WHAT YOU HAVE TO DO:
State the number of lines in the records underneath where the word "SettingsStore" turns up, and say nothing else.

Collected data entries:
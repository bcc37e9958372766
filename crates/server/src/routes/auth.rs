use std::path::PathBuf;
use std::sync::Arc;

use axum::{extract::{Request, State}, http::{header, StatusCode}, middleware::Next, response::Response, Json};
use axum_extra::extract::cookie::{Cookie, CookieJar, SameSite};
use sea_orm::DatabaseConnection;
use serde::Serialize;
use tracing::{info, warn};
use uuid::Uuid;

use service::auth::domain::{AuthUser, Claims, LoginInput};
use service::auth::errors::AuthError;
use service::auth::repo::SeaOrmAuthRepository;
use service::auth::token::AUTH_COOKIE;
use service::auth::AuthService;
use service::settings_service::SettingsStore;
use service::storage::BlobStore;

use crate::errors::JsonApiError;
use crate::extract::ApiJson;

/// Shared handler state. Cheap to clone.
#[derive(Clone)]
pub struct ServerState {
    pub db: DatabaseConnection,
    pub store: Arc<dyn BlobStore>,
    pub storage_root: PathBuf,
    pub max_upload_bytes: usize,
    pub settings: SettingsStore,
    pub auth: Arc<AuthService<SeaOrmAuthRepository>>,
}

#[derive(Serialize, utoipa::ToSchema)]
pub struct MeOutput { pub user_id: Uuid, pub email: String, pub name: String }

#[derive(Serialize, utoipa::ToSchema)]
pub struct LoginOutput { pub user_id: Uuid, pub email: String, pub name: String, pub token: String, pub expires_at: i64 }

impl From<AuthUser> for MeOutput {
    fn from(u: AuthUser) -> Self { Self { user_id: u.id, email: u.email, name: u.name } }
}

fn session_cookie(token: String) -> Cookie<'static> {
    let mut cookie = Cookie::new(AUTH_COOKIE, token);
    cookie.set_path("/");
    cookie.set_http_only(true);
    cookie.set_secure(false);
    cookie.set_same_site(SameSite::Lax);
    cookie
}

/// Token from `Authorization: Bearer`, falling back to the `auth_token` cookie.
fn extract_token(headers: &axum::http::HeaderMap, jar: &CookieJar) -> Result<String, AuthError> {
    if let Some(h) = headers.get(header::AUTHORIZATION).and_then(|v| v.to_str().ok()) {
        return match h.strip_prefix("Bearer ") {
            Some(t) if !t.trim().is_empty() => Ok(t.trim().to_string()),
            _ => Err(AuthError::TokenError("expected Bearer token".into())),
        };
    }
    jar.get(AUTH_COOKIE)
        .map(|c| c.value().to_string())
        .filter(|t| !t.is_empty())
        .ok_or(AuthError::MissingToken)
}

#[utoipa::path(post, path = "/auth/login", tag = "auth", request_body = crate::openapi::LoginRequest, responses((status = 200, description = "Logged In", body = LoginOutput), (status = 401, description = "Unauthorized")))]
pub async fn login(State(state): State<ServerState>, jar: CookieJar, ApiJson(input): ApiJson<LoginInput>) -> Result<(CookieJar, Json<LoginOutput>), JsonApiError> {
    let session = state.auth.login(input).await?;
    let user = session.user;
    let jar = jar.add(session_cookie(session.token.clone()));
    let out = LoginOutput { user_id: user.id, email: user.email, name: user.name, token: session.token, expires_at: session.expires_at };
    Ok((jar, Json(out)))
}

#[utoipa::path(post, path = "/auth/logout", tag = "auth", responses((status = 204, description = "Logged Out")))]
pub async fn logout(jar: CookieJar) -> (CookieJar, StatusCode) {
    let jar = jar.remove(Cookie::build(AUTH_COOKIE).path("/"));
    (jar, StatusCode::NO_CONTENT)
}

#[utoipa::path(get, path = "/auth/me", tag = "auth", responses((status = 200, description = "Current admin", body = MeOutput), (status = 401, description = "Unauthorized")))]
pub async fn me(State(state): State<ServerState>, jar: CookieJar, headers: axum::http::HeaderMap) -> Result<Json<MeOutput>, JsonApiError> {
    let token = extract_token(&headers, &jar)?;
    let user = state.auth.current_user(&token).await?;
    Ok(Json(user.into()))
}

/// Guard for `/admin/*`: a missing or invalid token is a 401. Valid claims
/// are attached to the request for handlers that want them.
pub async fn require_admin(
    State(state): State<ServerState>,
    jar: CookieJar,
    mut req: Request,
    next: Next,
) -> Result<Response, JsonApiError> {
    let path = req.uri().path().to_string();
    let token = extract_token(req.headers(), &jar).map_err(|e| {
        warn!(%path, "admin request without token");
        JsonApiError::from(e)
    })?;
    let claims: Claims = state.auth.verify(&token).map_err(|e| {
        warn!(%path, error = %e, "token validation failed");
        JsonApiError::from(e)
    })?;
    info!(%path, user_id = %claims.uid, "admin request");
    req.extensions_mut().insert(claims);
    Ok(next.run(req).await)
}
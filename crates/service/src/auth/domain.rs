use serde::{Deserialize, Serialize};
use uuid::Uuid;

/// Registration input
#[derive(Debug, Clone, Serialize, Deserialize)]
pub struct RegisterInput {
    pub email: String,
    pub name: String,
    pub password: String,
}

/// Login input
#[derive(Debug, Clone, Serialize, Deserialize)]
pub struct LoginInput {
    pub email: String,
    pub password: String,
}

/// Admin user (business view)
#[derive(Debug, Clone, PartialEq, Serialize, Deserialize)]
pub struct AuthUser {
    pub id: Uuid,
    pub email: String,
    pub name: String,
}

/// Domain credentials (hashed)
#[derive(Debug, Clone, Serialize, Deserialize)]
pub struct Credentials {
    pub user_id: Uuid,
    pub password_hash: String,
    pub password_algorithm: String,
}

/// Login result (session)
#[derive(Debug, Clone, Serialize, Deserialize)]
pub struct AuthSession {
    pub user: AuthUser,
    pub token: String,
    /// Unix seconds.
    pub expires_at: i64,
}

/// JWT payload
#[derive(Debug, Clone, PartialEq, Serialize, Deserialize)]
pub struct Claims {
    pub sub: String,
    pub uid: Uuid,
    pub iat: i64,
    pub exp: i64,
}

TASK RESPONSE:
2